== Segment start ==

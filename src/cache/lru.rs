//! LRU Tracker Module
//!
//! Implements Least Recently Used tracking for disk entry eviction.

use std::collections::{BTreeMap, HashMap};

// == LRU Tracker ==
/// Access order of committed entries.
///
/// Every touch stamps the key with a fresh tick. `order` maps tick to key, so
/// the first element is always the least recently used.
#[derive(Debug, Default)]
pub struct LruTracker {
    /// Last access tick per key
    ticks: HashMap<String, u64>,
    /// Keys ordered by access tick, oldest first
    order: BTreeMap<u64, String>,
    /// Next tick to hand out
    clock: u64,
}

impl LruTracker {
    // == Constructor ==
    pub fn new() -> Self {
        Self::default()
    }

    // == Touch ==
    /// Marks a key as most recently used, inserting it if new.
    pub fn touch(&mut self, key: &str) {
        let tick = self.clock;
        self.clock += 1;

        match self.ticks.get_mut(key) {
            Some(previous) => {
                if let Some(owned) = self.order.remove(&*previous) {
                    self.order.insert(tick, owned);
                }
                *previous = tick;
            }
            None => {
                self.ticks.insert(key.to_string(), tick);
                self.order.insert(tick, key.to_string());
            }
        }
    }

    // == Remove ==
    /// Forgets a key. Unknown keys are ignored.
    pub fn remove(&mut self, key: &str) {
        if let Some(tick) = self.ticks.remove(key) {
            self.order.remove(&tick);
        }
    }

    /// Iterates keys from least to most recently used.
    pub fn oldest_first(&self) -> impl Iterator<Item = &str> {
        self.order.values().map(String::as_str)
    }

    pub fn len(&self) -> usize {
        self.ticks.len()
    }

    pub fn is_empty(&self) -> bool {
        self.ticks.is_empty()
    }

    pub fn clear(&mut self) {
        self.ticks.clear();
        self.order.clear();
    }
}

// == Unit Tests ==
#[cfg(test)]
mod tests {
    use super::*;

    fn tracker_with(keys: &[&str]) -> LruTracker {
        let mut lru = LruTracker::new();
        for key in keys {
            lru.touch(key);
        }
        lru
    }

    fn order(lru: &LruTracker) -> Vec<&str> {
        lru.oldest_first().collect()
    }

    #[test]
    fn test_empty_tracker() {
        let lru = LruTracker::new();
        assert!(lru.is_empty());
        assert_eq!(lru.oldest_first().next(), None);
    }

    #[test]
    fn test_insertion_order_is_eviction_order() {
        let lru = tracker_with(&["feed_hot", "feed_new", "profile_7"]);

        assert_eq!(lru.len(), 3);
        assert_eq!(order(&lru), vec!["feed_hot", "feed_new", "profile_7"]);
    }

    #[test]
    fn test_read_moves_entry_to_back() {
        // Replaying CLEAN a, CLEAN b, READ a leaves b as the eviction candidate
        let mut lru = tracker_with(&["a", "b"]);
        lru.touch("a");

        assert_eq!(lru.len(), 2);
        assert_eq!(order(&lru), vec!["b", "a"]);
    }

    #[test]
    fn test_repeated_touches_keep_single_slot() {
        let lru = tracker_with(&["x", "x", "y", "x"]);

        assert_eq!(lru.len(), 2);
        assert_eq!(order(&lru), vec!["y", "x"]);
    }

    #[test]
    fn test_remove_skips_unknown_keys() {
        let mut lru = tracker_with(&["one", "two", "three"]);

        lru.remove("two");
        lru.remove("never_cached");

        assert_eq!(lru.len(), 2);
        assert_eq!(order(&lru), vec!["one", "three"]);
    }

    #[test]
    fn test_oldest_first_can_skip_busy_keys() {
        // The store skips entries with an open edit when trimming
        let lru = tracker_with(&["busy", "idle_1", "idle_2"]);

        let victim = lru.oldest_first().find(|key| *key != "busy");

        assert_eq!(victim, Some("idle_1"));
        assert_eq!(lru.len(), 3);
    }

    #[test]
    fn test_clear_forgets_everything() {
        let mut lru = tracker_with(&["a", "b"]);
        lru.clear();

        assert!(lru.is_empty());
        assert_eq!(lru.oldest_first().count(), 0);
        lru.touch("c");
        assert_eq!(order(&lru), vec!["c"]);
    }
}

== Segment end ==
== Segment start ==

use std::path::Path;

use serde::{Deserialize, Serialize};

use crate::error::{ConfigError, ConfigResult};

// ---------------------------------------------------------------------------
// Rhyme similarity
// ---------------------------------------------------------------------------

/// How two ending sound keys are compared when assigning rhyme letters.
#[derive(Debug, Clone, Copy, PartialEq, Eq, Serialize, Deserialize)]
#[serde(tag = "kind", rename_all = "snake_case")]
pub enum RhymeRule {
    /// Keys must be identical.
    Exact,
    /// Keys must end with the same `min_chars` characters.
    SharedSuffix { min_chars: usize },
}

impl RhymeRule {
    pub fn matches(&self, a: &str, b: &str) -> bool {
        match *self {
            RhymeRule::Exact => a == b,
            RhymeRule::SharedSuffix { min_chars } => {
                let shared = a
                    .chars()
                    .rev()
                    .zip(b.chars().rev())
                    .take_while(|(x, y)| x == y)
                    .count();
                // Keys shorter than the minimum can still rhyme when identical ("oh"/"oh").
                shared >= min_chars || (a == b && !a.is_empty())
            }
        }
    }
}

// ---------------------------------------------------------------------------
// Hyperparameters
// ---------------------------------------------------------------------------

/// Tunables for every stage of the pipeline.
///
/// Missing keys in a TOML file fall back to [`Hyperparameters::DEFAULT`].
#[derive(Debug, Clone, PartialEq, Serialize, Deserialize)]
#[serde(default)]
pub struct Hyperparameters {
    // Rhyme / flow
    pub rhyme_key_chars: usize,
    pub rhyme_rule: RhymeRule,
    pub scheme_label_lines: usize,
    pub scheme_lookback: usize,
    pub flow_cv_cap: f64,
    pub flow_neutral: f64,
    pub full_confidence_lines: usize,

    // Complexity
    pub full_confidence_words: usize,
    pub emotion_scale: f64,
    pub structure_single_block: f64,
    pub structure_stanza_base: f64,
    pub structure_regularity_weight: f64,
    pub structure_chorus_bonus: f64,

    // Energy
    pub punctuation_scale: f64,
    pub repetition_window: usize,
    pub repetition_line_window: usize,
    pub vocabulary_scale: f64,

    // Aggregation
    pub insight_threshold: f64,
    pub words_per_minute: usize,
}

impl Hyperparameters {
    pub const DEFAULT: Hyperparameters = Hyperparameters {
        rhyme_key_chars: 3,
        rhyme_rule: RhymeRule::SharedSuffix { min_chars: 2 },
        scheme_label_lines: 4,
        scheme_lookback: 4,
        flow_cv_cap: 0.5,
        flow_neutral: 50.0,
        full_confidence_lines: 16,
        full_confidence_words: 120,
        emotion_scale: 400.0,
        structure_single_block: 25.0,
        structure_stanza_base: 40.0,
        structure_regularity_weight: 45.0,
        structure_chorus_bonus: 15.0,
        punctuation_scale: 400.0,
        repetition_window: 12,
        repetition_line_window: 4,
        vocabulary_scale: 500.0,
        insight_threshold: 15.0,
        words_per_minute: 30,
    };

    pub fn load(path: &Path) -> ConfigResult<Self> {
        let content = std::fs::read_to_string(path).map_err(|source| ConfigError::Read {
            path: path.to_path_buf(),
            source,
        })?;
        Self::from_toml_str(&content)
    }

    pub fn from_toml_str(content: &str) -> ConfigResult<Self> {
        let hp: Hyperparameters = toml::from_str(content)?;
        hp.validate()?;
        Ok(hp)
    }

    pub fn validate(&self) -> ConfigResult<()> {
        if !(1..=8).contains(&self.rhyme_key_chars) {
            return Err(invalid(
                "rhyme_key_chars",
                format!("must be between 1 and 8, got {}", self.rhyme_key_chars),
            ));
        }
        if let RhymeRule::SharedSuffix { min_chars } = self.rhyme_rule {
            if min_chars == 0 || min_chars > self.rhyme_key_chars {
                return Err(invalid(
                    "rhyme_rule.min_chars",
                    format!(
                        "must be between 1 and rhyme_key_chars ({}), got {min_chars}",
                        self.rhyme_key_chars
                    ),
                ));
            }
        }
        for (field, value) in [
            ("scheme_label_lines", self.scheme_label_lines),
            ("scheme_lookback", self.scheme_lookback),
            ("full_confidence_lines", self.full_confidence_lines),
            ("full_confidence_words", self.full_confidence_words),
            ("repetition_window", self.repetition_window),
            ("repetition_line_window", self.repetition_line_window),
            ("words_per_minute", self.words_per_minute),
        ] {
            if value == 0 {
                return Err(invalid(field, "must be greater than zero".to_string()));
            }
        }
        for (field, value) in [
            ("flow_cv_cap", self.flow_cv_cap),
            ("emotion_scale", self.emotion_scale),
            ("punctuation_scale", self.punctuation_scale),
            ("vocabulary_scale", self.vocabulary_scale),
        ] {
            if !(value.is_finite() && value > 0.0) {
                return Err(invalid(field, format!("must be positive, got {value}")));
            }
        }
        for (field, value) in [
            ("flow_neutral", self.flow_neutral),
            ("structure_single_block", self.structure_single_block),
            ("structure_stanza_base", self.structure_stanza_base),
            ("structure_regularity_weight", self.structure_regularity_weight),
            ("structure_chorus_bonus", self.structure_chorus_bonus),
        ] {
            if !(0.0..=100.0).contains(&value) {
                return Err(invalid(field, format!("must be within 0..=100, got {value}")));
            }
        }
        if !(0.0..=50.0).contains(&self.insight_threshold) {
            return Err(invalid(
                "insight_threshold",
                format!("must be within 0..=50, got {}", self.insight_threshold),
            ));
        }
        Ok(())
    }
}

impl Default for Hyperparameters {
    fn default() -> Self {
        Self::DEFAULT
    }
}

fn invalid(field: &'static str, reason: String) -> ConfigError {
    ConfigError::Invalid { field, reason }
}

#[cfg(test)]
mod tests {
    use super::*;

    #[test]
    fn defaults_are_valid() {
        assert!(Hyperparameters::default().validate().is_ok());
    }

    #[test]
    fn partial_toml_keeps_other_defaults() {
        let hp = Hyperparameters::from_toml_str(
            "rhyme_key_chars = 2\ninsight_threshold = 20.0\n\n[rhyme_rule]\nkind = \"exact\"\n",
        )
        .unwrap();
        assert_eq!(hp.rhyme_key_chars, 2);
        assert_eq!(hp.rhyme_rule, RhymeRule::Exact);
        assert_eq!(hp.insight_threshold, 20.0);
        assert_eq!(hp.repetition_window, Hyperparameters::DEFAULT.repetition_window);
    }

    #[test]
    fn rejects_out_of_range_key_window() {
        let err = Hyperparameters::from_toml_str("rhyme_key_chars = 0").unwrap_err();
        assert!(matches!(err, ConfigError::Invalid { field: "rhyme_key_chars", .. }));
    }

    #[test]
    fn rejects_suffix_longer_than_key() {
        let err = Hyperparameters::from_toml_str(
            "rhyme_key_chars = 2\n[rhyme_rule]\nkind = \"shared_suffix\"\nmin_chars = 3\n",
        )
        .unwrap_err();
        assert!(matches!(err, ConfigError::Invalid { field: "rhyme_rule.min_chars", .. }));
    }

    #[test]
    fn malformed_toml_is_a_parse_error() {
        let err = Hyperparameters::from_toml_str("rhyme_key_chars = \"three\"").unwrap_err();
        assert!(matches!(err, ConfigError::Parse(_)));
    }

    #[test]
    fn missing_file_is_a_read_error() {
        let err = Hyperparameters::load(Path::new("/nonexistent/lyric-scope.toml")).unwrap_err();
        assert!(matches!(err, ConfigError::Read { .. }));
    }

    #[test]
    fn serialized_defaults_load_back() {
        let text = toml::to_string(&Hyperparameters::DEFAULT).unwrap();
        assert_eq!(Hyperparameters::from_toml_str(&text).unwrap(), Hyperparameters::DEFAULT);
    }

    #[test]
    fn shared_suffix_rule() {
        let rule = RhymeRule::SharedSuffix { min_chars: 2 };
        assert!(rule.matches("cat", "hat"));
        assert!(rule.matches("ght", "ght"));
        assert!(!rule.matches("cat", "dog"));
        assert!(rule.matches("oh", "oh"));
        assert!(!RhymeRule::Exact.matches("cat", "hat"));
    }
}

== Segment end ==

### Task instructions
Reply with a number alone, the number of lines of the records that hold the word "owned".

### Answer area
2